§ **Exercise aim**
From the data below, return each line in which the string "Netflow" is found.

### Provided data

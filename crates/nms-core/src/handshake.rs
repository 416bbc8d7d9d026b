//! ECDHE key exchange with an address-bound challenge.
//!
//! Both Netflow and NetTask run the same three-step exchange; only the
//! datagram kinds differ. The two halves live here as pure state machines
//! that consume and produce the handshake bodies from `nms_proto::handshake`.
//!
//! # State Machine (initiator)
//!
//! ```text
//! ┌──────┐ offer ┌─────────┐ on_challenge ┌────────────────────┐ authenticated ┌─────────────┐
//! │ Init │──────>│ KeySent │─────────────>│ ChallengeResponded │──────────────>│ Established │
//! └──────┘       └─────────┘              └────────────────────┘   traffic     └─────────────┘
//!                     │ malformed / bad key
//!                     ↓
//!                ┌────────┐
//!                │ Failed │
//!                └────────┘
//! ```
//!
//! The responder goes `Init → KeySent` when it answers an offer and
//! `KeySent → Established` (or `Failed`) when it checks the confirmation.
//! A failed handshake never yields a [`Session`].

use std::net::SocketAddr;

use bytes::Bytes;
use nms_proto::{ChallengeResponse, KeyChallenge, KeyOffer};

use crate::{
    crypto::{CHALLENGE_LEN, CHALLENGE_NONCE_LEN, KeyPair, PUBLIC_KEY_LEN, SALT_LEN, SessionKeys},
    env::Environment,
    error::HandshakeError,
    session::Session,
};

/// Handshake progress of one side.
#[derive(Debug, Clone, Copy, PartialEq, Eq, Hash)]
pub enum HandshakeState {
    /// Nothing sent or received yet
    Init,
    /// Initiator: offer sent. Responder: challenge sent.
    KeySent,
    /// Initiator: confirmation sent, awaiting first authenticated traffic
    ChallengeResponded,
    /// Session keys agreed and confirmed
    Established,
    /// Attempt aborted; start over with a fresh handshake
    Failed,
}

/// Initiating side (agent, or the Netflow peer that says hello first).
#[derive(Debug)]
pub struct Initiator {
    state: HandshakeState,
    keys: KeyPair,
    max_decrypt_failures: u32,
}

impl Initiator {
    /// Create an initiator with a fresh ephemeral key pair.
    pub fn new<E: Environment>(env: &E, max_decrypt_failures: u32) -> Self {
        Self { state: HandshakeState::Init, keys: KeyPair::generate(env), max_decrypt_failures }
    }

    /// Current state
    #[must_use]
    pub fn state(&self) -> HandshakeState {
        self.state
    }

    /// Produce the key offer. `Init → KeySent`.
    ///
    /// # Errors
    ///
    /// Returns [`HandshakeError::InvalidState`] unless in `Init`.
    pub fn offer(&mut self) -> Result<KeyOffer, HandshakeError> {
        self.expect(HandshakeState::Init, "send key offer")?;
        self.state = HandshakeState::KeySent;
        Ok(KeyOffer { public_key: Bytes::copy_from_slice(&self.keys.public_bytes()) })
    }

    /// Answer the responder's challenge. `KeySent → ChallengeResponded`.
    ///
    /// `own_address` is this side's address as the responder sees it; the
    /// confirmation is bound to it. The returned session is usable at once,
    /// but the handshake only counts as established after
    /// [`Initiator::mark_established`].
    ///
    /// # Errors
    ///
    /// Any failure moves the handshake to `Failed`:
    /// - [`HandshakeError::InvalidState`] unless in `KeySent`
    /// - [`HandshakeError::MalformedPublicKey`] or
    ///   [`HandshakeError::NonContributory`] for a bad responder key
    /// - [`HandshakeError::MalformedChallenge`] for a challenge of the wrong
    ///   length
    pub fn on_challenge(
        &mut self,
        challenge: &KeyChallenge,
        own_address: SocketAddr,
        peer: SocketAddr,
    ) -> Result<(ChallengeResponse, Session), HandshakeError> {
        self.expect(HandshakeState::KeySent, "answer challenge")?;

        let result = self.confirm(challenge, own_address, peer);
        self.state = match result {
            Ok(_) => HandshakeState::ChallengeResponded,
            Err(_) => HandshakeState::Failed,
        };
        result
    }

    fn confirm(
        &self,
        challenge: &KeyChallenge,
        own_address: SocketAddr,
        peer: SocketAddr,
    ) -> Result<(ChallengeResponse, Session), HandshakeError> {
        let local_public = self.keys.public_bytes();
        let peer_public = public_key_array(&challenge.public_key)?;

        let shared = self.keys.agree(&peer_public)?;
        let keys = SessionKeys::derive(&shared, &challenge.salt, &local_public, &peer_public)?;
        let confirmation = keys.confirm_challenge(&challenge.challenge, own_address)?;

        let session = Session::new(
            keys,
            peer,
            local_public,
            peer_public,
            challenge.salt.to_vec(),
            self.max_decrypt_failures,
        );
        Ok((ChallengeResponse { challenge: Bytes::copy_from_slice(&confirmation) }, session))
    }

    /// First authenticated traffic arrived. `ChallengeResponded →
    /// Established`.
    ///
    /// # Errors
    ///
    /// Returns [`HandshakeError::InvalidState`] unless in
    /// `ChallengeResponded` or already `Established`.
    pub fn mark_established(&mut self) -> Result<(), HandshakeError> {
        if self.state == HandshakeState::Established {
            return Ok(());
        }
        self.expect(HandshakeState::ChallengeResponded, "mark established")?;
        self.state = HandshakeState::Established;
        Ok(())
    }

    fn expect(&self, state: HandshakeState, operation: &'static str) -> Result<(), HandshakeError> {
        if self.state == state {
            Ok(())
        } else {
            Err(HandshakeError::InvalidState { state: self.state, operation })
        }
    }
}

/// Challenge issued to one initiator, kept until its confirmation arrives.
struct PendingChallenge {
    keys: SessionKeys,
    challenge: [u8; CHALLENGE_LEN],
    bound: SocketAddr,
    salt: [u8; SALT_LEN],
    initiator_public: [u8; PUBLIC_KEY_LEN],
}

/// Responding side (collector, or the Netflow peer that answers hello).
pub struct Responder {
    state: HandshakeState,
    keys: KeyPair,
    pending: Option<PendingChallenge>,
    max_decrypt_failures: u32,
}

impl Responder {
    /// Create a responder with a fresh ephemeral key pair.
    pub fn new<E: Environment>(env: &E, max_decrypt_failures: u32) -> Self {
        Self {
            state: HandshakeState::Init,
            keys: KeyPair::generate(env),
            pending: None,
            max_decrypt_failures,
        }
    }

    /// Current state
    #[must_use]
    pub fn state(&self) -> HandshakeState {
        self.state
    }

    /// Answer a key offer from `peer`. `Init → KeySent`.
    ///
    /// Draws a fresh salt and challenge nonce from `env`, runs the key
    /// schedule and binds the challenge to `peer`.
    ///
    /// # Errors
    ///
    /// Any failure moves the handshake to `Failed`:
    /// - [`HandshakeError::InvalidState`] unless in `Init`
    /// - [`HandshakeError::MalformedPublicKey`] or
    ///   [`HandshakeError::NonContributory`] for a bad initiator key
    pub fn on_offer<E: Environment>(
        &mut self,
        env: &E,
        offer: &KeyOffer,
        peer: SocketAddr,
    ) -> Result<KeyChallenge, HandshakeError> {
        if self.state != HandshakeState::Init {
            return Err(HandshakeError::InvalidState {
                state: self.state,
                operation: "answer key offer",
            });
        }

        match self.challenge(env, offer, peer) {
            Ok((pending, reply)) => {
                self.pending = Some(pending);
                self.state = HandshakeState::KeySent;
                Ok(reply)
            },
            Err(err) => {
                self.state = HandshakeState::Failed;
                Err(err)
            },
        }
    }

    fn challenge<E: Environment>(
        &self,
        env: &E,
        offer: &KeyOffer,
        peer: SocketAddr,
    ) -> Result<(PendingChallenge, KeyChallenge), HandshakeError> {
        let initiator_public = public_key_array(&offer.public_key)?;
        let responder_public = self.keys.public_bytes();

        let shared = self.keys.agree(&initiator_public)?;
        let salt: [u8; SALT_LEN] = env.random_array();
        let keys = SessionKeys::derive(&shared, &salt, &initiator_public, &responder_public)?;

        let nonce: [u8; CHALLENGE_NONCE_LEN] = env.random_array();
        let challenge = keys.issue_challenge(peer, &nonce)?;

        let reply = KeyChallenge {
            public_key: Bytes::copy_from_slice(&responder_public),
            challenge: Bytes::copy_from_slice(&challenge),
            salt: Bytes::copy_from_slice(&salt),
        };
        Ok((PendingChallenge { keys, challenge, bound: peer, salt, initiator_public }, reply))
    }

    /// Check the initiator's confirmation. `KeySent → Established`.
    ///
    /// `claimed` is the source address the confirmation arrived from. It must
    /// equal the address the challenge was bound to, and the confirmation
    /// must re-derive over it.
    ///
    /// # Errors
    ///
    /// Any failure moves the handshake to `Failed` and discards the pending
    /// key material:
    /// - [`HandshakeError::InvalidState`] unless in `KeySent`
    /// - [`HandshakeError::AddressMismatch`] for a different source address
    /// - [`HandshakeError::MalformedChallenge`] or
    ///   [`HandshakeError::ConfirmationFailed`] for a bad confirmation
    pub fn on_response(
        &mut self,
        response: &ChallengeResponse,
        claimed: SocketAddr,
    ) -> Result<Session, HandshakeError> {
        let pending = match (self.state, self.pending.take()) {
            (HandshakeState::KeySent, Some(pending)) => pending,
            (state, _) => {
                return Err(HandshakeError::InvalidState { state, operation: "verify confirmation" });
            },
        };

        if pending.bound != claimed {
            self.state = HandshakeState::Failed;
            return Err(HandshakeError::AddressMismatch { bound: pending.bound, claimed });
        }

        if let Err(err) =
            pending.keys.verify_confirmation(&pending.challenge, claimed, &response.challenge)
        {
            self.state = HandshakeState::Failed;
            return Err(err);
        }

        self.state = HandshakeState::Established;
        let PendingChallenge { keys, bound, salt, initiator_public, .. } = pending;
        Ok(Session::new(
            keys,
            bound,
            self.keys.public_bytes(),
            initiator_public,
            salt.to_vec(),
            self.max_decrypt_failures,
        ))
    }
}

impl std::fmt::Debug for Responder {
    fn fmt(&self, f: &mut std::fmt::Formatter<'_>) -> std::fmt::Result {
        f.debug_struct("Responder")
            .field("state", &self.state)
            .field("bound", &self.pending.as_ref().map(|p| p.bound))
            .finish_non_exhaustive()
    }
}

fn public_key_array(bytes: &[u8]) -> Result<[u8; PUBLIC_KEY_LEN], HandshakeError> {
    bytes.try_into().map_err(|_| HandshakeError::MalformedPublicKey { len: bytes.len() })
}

######

§ **Answer space**
//! Both Netflow and NetTask run the same three-step exchange; only the
/// Initiating side (agent, or the Netflow peer that says hello first).
/// Responding side (collector, or the Netflow peer that answers hello).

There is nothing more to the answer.